What you should do » Every record should be written out exactly, please.

===== Extracted material

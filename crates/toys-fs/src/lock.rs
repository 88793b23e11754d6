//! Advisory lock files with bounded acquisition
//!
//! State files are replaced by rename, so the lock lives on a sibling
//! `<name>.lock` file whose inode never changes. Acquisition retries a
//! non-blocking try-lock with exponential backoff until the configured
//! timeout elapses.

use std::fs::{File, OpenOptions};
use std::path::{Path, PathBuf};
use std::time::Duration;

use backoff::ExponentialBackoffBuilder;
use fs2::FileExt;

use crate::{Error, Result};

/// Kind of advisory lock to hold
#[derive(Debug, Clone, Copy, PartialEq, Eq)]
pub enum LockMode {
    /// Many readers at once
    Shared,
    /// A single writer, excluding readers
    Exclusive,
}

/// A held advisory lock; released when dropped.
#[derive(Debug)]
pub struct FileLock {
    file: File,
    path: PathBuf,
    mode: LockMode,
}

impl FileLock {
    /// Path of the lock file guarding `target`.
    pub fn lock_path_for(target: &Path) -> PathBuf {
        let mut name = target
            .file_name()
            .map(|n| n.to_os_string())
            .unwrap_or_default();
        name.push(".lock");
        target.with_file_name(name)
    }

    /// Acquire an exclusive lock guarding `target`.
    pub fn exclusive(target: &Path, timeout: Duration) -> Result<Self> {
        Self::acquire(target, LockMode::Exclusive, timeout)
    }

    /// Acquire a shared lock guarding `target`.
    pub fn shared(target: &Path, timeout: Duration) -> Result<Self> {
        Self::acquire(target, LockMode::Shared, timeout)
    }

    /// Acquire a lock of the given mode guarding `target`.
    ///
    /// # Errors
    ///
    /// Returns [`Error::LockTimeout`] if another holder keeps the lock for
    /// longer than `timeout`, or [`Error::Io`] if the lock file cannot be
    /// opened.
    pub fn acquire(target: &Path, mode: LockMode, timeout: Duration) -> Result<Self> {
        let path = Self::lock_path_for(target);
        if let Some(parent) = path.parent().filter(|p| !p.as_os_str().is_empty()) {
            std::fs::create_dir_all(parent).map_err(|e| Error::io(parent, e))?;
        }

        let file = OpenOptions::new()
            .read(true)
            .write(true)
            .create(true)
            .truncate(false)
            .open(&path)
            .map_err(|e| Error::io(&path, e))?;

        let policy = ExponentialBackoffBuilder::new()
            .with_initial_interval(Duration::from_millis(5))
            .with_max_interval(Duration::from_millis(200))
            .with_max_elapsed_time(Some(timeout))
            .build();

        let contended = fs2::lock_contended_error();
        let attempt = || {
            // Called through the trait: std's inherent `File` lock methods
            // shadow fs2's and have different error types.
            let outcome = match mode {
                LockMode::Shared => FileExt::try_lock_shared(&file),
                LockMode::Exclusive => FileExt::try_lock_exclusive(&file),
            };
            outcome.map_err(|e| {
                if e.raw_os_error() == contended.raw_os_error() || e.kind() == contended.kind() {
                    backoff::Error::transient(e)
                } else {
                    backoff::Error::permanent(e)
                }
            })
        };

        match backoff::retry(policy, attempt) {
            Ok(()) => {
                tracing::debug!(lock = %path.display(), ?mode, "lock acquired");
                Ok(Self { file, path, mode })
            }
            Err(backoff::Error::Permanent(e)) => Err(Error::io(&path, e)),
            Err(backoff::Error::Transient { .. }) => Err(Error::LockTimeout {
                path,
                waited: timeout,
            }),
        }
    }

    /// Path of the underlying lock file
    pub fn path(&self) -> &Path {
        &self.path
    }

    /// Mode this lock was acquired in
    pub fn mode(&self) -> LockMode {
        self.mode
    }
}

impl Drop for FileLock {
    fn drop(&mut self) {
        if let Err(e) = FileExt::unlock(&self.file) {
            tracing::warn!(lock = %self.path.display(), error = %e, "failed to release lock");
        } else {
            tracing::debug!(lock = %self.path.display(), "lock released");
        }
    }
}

==========

Task answer »
filename crates/toys-fs/src/lock.rs
repository 88793b23e11754d6
//! Advisory lock files with bounded acquisition
//!
//! State files are replaced by rename, so the lock lives on a sibling
//! `<name>.lock` file whose inode never changes. Acquisition retries a
//! non-blocking try-lock with exponential backoff until the configured
//! timeout elapses.

use std::fs::{File, OpenOptions};
use std::path::{Path, PathBuf};
use std::time::Duration;

use backoff::ExponentialBackoffBuilder;
use fs2::FileExt;

use crate::{Error, Result};

/// Kind of advisory lock to hold
#[derive(Debug, Clone, Copy, PartialEq, Eq)]
pub enum LockMode {
    /// Many readers at once
    Shared,
    /// A single writer, excluding readers
    Exclusive,
}

/// A held advisory lock; released when dropped.
#[derive(Debug)]
pub struct FileLock {
    file: File,
    path: PathBuf,
    mode: LockMode,
}

impl FileLock {
    /// Path of the lock file guarding `target`.
    pub fn lock_path_for(target: &Path) -> PathBuf {
        let mut name = target
            .file_name()
            .map(|n| n.to_os_string())
            .unwrap_or_default();
        name.push(".lock");
        target.with_file_name(name)
    }

    /// Acquire an exclusive lock guarding `target`.
    pub fn exclusive(target: &Path, timeout: Duration) -> Result<Self> {
        Self::acquire(target, LockMode::Exclusive, timeout)
    }

    /// Acquire a shared lock guarding `target`.
    pub fn shared(target: &Path, timeout: Duration) -> Result<Self> {
        Self::acquire(target, LockMode::Shared, timeout)
    }

    /// Acquire a lock of the given mode guarding `target`.
    ///
    /// # Errors
    ///
    /// Returns [`Error::LockTimeout`] if another holder keeps the lock for
    /// longer than `timeout`, or [`Error::Io`] if the lock file cannot be
    /// opened.
    pub fn acquire(target: &Path, mode: LockMode, timeout: Duration) -> Result<Self> {
        let path = Self::lock_path_for(target);
        if let Some(parent) = path.parent().filter(|p| !p.as_os_str().is_empty()) {
            std::fs::create_dir_all(parent).map_err(|e| Error::io(parent, e))?;
        }

        let file = OpenOptions::new()
            .read(true)
            .write(true)
            .create(true)
            .truncate(false)
            .open(&path)
            .map_err(|e| Error::io(&path, e))?;

        let policy = ExponentialBackoffBuilder::new()
            .with_initial_interval(Duration::from_millis(5))
            .with_max_interval(Duration::from_millis(200))
            .with_max_elapsed_time(Some(timeout))
            .build();

        let contended = fs2::lock_contended_error();
        let attempt = || {
            // Called through the trait: std's inherent `File` lock methods
            // shadow fs2's and have different error types.
            let outcome = match mode {
                LockMode::Shared => FileExt::try_lock_shared(&file),
                LockMode::Exclusive => FileExt::try_lock_exclusive(&file),
            };
            outcome.map_err(|e| {
                if e.raw_os_error() == contended.raw_os_error() || e.kind() == contended.kind() {
                    backoff::Error::transient(e)
                } else {
                    backoff::Error::permanent(e)
                }
            })
        };

        match backoff::retry(policy, attempt) {
            Ok(()) => {
                tracing::debug!(lock = %path.display(), ?mode, "lock acquired");
                Ok(Self { file, path, mode })
            }
            Err(backoff::Error::Permanent(e)) => Err(Error::io(&path, e)),
            Err(backoff::Error::Transient { .. }) => Err(Error::LockTimeout {
                path,
                waited: timeout,
            }),
        }
    }

    /// Path of the underlying lock file
    pub fn path(&self) -> &Path {
        &self.path
    }

    /// Mode this lock was acquired in
    pub fn mode(&self) -> LockMode {
        self.mode
    }
}

impl Drop for FileLock {
    fn drop(&mut self) {
        if let Err(e) = FileExt::unlock(&self.file) {
            tracing::warn!(lock = %self.path.display(), error = %e, "failed to release lock");
        } else {
            tracing::debug!(lock = %self.path.display(), "lock released");
        }
    }
}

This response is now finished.